2015 – Kesepakatan nuklir ditandatangani
Setelah dua tahun perundingan rahasia, AS dan Iran mencapai kesepakatan nuklir (JCPOA) pada 2015 bersama China, Rusia, Prancis, Inggris, dan Jerman.
Iran setuju membatasi pengayaan uranium dan membuka diri untuk inspeksi internasional dengan imbalan pelonggaran sanksi.
Namun, pada 2018, Presiden Donald Trump menarik AS dari kesepakatan tersebut dan menjatuhkan kembali sanksi penuh.
2020 – pembunuhan Soleimani
Pada 3 Januari 2020, AS membunuh Jenderal Qassem Soleimani lewat serangan drone di Baghdad.
AS menuduhnya merencanakan serangan terhadap aset AS, namun bukti tak pernah diungkapkan secara jelas. Iran membalas dengan meluncurkan rudal ke dua pangkalan militer AS di Irak.
2023 – Serangan Hamas dan ketegangan kawasan
Serangan besar-besaran Hamas ke Israel pada 7 Oktober 2023 memicu respons militer besar dari Israel dan melemahkan posisi sekutu Iran di kawasan, termasuk Hizbullah.

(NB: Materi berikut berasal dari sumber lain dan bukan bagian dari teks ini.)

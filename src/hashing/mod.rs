//! Key hashing used to spread per-entity state across shards.

/// Computes a 64-bit hash of the input data using BLAKE3, truncated from 256 bits.
#[inline]
pub fn hash_to_u64(data: &[u8]) -> u64 {
    let hash = blake3::hash(data);
    let mut bytes = [0u8; 8];
    bytes.copy_from_slice(&hash.as_bytes()[..8]);
    u64::from_le_bytes(bytes)
}

/// Maps `key` onto one of `shard_count` shards.
///
/// `shard_count` must be non-zero.
#[inline]
pub fn shard_index(key: &str, shard_count: usize) -> usize {
    debug_assert!(shard_count > 0, "shard_count must be non-zero");
    (hash_to_u64(key.as_bytes()) % shard_count as u64) as usize
}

Iran dituding mendukung Hamas secara tidak langsung.
2025 – Trump serang AS
Setelah terpilih kembali sebagai Presiden AS, Trump menunjuk sahabatnya sekaligus pengusaha real estate, Steve Witkoff, sebagai utusan khusus Timur Tengah.
Negosiasi nuklir dimulai pada April, namun belum menghasilkan kesepakatan.
Putaran baru perundingan dijadwalkan berlangsung pada akhir Juni, namun pada 13 Juni, Israel melancarkan serangan udara ke wilayah Iran.
Langkah ini membuat Gedung Putih mengkaji ulang pendekatannya.
Akhirnya, pada 22 Juni, AS memutuskan menyerang tiga fasilitas nuklir utama Iran.
Pentagon menyatakan bahwa operasi tersebut menimbulkan “kerusakan berat”.
Teheran langsung mengeluarkan pernyataan keras bahwa mereka akan membalas serangan ini dengan tindakan yang “setimpal dan strategis”.